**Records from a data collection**
=== Begin Enclosure ===

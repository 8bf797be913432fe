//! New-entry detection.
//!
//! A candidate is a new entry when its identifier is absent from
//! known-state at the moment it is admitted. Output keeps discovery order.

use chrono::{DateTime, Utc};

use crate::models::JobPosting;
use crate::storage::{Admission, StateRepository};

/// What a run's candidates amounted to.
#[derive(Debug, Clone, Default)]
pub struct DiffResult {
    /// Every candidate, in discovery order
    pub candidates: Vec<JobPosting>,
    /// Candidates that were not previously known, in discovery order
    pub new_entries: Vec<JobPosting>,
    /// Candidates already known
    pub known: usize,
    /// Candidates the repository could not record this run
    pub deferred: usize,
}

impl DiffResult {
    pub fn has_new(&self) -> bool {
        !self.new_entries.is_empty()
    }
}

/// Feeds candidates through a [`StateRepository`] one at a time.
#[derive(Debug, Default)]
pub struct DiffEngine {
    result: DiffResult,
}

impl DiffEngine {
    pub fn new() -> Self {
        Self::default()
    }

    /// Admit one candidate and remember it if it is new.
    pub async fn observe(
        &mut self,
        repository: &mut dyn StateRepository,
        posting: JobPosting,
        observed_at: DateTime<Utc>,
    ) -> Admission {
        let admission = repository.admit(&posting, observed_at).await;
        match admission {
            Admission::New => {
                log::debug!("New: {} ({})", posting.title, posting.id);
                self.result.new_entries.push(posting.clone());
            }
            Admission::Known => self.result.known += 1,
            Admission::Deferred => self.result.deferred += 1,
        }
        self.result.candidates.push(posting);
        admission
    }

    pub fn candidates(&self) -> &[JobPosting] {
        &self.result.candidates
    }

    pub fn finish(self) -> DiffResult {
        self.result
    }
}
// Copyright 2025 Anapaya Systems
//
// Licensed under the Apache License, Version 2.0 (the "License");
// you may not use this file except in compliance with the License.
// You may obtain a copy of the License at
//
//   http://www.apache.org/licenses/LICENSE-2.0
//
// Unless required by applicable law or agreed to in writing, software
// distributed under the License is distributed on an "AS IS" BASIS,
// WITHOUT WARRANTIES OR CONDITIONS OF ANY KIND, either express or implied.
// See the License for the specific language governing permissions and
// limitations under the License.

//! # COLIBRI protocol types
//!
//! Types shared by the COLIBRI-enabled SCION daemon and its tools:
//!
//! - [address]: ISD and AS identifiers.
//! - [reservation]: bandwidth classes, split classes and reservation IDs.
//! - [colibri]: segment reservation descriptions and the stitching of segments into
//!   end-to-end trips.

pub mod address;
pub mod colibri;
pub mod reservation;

=== End Enclosure ===

**Exercise instructions**
Retype each entry exactly.

**Expected answer**
repository 8bf797be913432fe
//! New-entry detection.
//!
//! A candidate is a new entry when its identifier is absent from
//! known-state at the moment it is admitted. Output keeps discovery order.

use chrono::{DateTime, Utc};

use crate::models::JobPosting;
use crate::storage::{Admission, StateRepository};

/// What a run's candidates amounted to.
#[derive(Debug, Clone, Default)]
pub struct DiffResult {
    /// Every candidate, in discovery order
    pub candidates: Vec<JobPosting>,
    /// Candidates that were not previously known, in discovery order
    pub new_entries: Vec<JobPosting>,
    /// Candidates already known
    pub known: usize,
    /// Candidates the repository could not record this run
    pub deferred: usize,
}

impl DiffResult {
    pub fn has_new(&self) -> bool {
        !self.new_entries.is_empty()
    }
}

/// Feeds candidates through a [`StateRepository`] one at a time.
#[derive(Debug, Default)]
pub struct DiffEngine {
    result: DiffResult,
}

impl DiffEngine {
    pub fn new() -> Self {
        Self::default()
    }

    /// Admit one candidate and remember it if it is new.
    pub async fn observe(
        &mut self,
        repository: &mut dyn StateRepository,
        posting: JobPosting,
        observed_at: DateTime<Utc>,
    ) -> Admission {
        let admission = repository.admit(&posting, observed_at).await;
        match admission {
            Admission::New => {
                log::debug!("New: {} ({})", posting.title, posting.id);
                self.result.new_entries.push(posting.clone());
            }
            Admission::Known => self.result.known += 1,
            Admission::Deferred => self.result.deferred += 1,
        }
        self.result.candidates.push(posting);
        admission
    }

    pub fn candidates(&self) -> &[JobPosting] {
        &self.result.candidates
    }

    pub fn finish(self) -> DiffResult {
        self.result
    }
}
// Copyright 2025 Anapaya Systems
//
// Licensed under the Apache License, Version 2.0 (the "License");
// you may not use this file except in compliance with the License.
// You may obtain a copy of the License at
//
//   http://www.apache.org/licenses/LICENSE-2.0
//
// Unless required by applicable law or agreed to in writing, software
// distributed under the License is distributed on an "AS IS" BASIS,
// WITHOUT WARRANTIES OR CONDITIONS OF ANY KIND, either express or implied.
// See the License for the specific language governing permissions and
// limitations under the License.

//! # COLIBRI protocol types
//!
//! Types shared by the COLIBRI-enabled SCION daemon and its tools:
//!
//! - [address]: ISD and AS identifiers.
//! - [reservation]: bandwidth classes, split classes and reservation IDs.
//! - [colibri]: segment reservation descriptions and the stitching of segments into
//!   end-to-end trips.

pub mod address;
pub mod colibri;
pub mod reservation;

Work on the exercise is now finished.